Poetry Foundation Appoints New President, Writer Documentaries, and More

by
Staff
12.10.15

Every day Poets & Writers Magazine scans the headlines—from publishing reports to academic announcements to literary dispatches—for all the news that creative writers need to know. Here are today's stories:

The Chicago–based Poetry Foundation has announced the appointment of Henry S. Bienen as its new president. Bienen, who currently serves as president emeritus of Northwestern University, has served as the Foundation’s interim president since July. “In the midst of conducting a thorough and open search for president that yielded many excellent prospects, the board saw that Henry’s enthusiasm, experience, and deep connections in Chicago and beyond made him a clear choice for this position,” said board chair Dick Kiphart.

In an interview with People, President Barack Obama named Lauren Groff’s novel Fates and Furies as his favorite book of 2015. Michelle Obama chose Elizabeth Alexander’s memoir, The Light of the World, as her favorite book of the year. (Yahoo! News)

Vanity Fair features an interview with late literary agent Carmen Balcells about discovering Gabriel García Márquez, and the history behind his novel One Hundred Years of Solitude. The interview was conducted just weeks before Balcells’s death in September. She was eighty-five.
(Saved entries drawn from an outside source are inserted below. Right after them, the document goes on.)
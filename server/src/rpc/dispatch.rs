//! Explicit `(service, method)` dispatch table.
//!
//! The reference implementation looks a service up by URI in a dict and
//! then resolves the method via `getattr`, reflectively. The Rust port
//! replaces that with an explicit table built once at startup, populated
//! by each facade's `register_into` call.

use std::collections::BTreeMap;
use std::collections::HashMap;
use std::future::Future;
use std::pin::Pin;
use std::sync::Arc;

use kvault_core::Value;
use thiserror::Error;

use crate::error::EngineError;

type BoxFuture<'a, T> = Pin<Box<dyn Future<Output = T> + Send + 'a>>;
type Handler = Arc<dyn Fn(Vec<Value>, BTreeMap<String, Value>) -> BoxFuture<'static, Result<Value, EngineError>> + Send + Sync>;

#[derive(Debug, Error)]
pub enum DispatchError {
    #[error("unknown service: {0}")]
    UnknownService(String),
    #[error("unknown method: {0}")]
    UnknownMethod(String),
    #[error(transparent)]
    Engine(#[from] EngineError),
}

#[derive(Default, Clone)]
pub struct DispatchTable {
    handlers: HashMap<(String, String), Handler>,
    known_services: std::collections::HashSet<String>,
}

impl DispatchTable {
    pub fn new() -> Self {
        Self::default()
    }

    /// Registers one `(service, method)` pair. `f` must be `Send + Sync` and
    /// return a boxed future -- this is the seam each facade's
    /// `register_into` uses.
    pub fn register<F, Fut>(&mut self, service: &str, method: &str, f: F)
    where
        F: Fn(Vec<Value>, BTreeMap<String, Value>) -> Fut + Send + Sync + 'static,
        Fut: Future<Output = Result<Value, EngineError>> + Send + 'static,
    {
        self.known_services.insert(service.to_string());
        self.handlers.insert((service.to_string(), method.to_string()), Arc::new(move |args, kwargs| Box::pin(f(args, kwargs))));
    }

    pub async fn call(&self, service: &str, method: &str, args: Vec<Value>, kwargs: BTreeMap<String, Value>) -> Result<Value, DispatchError> {
        if !self.known_services.contains(service) {
            return Err(DispatchError::UnknownService(service.to_string()));
        }
        let handler = self
            .handlers
            .get(&(service.to_string(), method.to_string()))
            .ok_or_else(|| DispatchError::UnknownMethod(method.to_string()))?;
        Ok(handler(args, kwargs).await?)
    }
}
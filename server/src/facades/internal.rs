//! Internal metrics facade: a thin adapter over the `metrics` store used by
//! the metrics worker and exposed read-only over RPC.

use std::collections::BTreeMap;
use std::sync::Arc;

use kvault_core::{Clock, Value};

use crate::error::EngineError;
use crate::storage::{EditPatch, KvEngine};

pub const METRICS_STORE: &str = "metrics";

pub struct InternalMetricsFacade {
    engine: Arc<KvEngine>,
    clock: Arc<dyn Clock>,
}

impl InternalMetricsFacade {
    pub fn new(engine: Arc<KvEngine>, clock: Arc<dyn Clock>) -> Self {
        engine.create_store(METRICS_STORE).expect("creating the metrics store cannot fail");
        Self { engine, clock }
    }

    fn stamped_extras(&self) -> BTreeMap<String, Value> {
        let mut extras = BTreeMap::new();
        extras.insert("last_refresh".to_string(), Value::Int(self.clock.now()));
        extras
    }

    pub fn add_internal_key(&self, key: &str, value: Value) -> Result<(), EngineError> {
        self.engine.add_key(METRICS_STORE, key, value, None, false, self.stamped_extras())
    }

    pub fn edit_internal_key(&self, key: &str, value: Value) -> Result<(), EngineError> {
        let patch = EditPatch { value: Some(value), extras: self.stamped_extras(), ..EditPatch::default() };
        self.engine.edit_key(METRICS_STORE, key, patch, false)
    }

    pub fn delete_internal_key(&self, key: &str) -> Result<bool, EngineError> {
        self.engine.delete_key(METRICS_STORE, key)
    }

    pub fn get_internal_key(&self, key: &str) -> Result<Option<Value>, EngineError> {
        self.engine.get_key(METRICS_STORE, key)
    }

    pub fn get_all_internal_keys(&self) -> Result<BTreeMap<String, Value>, EngineError> {
        Ok(self.engine.get_all_keys(METRICS_STORE)?.into_iter().map(|(k, r)| (k, r.value)).collect())
    }
}
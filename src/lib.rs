// Beatchart - audio to rhythm game note charts
// Module declarations

pub mod audio;
pub mod chart;
pub mod commands;
pub mod detect;
pub mod pipeline;

pub use audio::{downmix, MonoSignal, Waveform};
pub use chart::{map_notes, parse_chart_text, to_chart_text, Key, Note};
pub use detect::{pick_peaks, DetectError, DetectionConfig, Difficulty, Peak};
pub use pipeline::{detect_file, detect_notes, run_pipeline, ChartRun, PipelineError};
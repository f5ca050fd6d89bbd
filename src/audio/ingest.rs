// Audio ingestion module
// Decodes WAV bytes into a per-channel Waveform with normalized samples

use hound::{SampleFormat, WavReader};
use std::io::Cursor;
use thiserror::Error;

use crate::audio::waveform::Waveform;

#[derive(Debug, Error)]
pub enum AudioError {
    #[error("Failed to read WAV file: {0}")]
    WavReadError(#[from] hound::Error),

    #[error("Unsupported audio format: {0}")]
    UnsupportedFormat(String),
}

/// Format details of a decoded WAV file, kept for logging and reports
#[derive(Debug, Clone, Copy, PartialEq, Eq)]
pub struct WavInfo {
    pub sample_rate: u32,
    pub channels: u16,
    pub bit_depth: u16,
}

/// Decode a WAV file from raw bytes
pub fn ingest_wav(data: &[u8]) -> Result<(Waveform, WavInfo), AudioError> {
    let mut reader = WavReader::new(Cursor::new(data))?;

    let spec = reader.spec();
    let info = WavInfo {
        sample_rate: spec.sample_rate,
        channels: spec.channels,
        bit_depth: spec.bits_per_sample,
    };

    // Read and normalize samples to f32 [-1.0, 1.0]
    let samples: Vec<f32> = match (spec.sample_format, spec.bits_per_sample) {
        (SampleFormat::Int, 8) => {
            // hound already re-centres unsigned 8-bit PCM to [-128, 127]
            reader
                .samples::<i8>()
                .map(|s| s.map(|s| s as f32 / 128.0))
                .collect::<Result<_, _>>()?
        }
        (SampleFormat::Int, 16) => reader
            .samples::<i16>()
            .map(|s| s.map(|s| s as f32 / 32768.0))
            .collect::<Result<_, _>>()?,
        (SampleFormat::Int, 24) => reader
            .samples::<i32>()
            .map(|s| s.map(|s| s as f32 / 8388608.0))
            .collect::<Result<_, _>>()?,
        (SampleFormat::Int, 32) => reader
            .samples::<i32>()
            .map(|s| s.map(|s| s as f32 / 2147483648.0))
            .collect::<Result<_, _>>()?,
        (SampleFormat::Float, 32) => reader.samples::<f32>().collect::<Result<_, _>>()?,
        (format, bits) => {
            return Err(AudioError::UnsupportedFormat(format!(
                "{:?} {}-bit audio",
                format, bits
            )));
        }
    };

    let waveform = Waveform::from_interleaved(&samples, spec.channels as usize, spec.sample_rate);

    log::debug!(
        "Decoded WAV: {} Hz, {} channels, {} bit, {} frames",
        info.sample_rate,
        info.channels,
        info.bit_depth,
        waveform.frame_count()
    );

    Ok((waveform, info))
}
// Flat text chart format
// One "<seconds with 3 decimals>,<key>" record per line

use thiserror::Error;

use crate::chart::types::{Key, Note, UnknownKey};

#[derive(Debug, Error, PartialEq)]
pub enum ChartError {
    #[error("Line {line}: expected '<time>,<key>', got '{content}'")]
    MalformedLine { line: usize, content: String },

    #[error("Line {line}: invalid time '{value}'")]
    InvalidTime { line: usize, value: String },

    #[error("Line {line}: {source}")]
    InvalidKey {
        line: usize,
        source: UnknownKey,
    },
}

/// Render notes as newline-joined records, no header and no trailing newline
pub fn to_chart_text(notes: &[Note]) -> String {
    notes
        .iter()
        .map(|note| format!("{},{}", format_time(note.time), note.key))
        .collect::<Vec<_>>()
        .join("\n")
}

/// Three decimals, exact halves rounded away from zero
fn format_time(time: f64) -> String {
    // A binary value sits exactly halfway between two thousandths only when it
    // is an odd multiple of 1/16
    let sixteenths = time.abs() * 16.0;
    if sixteenths < 1e12 && sixteenths % 2.0 == 1.0 {
        let millis = (sixteenths as u64 * 125 + 1) / 2;
        let sign = if time < 0.0 { "-" } else { "" };
        return format!("{}{}.{:03}", sign, millis / 1000, millis % 1000);
    }
    format!("{:.3}", time)
}

/// Parse a chart produced by [`to_chart_text`]
/// Blank lines and surrounding whitespace are ignored
pub fn parse_chart_text(text: &str) -> Result<Vec<Note>, ChartError> {
    let mut notes = Vec::new();

    for (idx, raw) in text.lines().enumerate() {
        let line = idx + 1;
        let content = raw.trim();
        if content.is_empty() {
            continue;
        }

        let (time, key) = content
            .split_once(',')
            .ok_or_else(|| ChartError::MalformedLine {
                line,
                content: content.to_string(),
            })?;

        let time: f64 = time
            .trim()
            .parse()
            .ok()
            .filter(|t: &f64| t.is_finite() && *t >= 0.0)
            .ok_or_else(|| ChartError::InvalidTime {
                line,
                value: time.trim().to_string(),
            })?;

        let key: Key = key
            .trim()
            .parse()
            .map_err(|source| ChartError::InvalidKey { line, source })?;

        notes.push(Note::new(time, key));
    }

    Ok(notes)
}
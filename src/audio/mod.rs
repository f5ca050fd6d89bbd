// Audio processing module
// Handles WAV file ingestion and channel downmixing

pub mod downmix;
pub mod ingest;
pub mod waveform;

pub use downmix::downmix;
pub use ingest::{ingest_wav, AudioError, WavInfo};
pub use waveform::{MonoSignal, Waveform};
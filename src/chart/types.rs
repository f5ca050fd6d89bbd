// Chart types
// Gameplay keys and timed notes

use serde::{Deserialize, Serialize};
use std::fmt;
use std::str::FromStr;
use thiserror::Error;

/// Gameplay key a note is played on
#[derive(Debug, Clone, Copy, PartialEq, Eq, Hash, Serialize, Deserialize)]
pub enum Key {
    D,
    F,
    J,
    K,
}

/// Keys in lane order; notes cycle through this alphabet
pub const KEY_ALPHABET: [Key; 4] = [Key::D, Key::F, Key::J, Key::K];

impl Key {
    pub fn as_str(&self) -> &'static str {
        match self {
            Key::D => "D",
            Key::F => "F",
            Key::J => "J",
            Key::K => "K",
        }
    }

    /// Key for the note at `index` in a chart
    pub fn for_index(index: usize) -> Key {
        KEY_ALPHABET[index % KEY_ALPHABET.len()]
    }
}

impl fmt::Display for Key {
    fn fmt(&self, f: &mut fmt::Formatter<'_>) -> fmt::Result {
        f.write_str(self.as_str())
    }
}

/// Error for a key symbol outside the alphabet
#[derive(Debug, Error, Clone, PartialEq, Eq)]
#[error("unknown key '{0}'")]
pub struct UnknownKey(pub String);

impl FromStr for Key {
    type Err = UnknownKey;

    fn from_str(s: &str) -> Result<Self, Self::Err> {
        match s {
            "D" => Ok(Key::D),
            "F" => Ok(Key::F),
            "J" => Ok(Key::J),
            "K" => Ok(Key::K),
            other => Err(UnknownKey(other.to_string())),
        }
    }
}

/// A timed note in a chart
#[derive(Debug, Clone, Copy, PartialEq, Serialize, Deserialize)]
pub struct Note {
    /// Seconds from the start of the song
    pub time: f64,

    pub key: Key,
}

impl Note {
    pub fn new(time: f64, key: Key) -> Self {
        Note { time, key }
    }
}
“What I love is the ripeness of the language. Dylan Thomas would have been thrown out of the MFA class.” Novelist Kevin Barry discusses the inspiration he finds in Dylan Thomas’s Under Milk Wood, in the way that Thomas pushes “language to the extent of what it can do on the page.” Barry’s latest novel, Beatlebone, won the 2015 International IMPAC Dublin Literary Award. (Atlantic)

At Rookie, poet Eileen Myles talks about her new book, I Must Be Living Twice, as well as the reissue of her 1994 novel, Chelsea Girls.

Some of the year’s best-selling books were equally loved and hated by the critics. The New Republic provides a guide to 2015’s most polarizing titles, including Jonathan Franzen’s Purity, Hanya Yanagihara’s A Little Life, and Garth Risk Hallberg’s City on Fire.

From Margaret Atwood to J. D. Salinger, Paste lists eighteen of the best documentaries about writers for your viewing pleasure.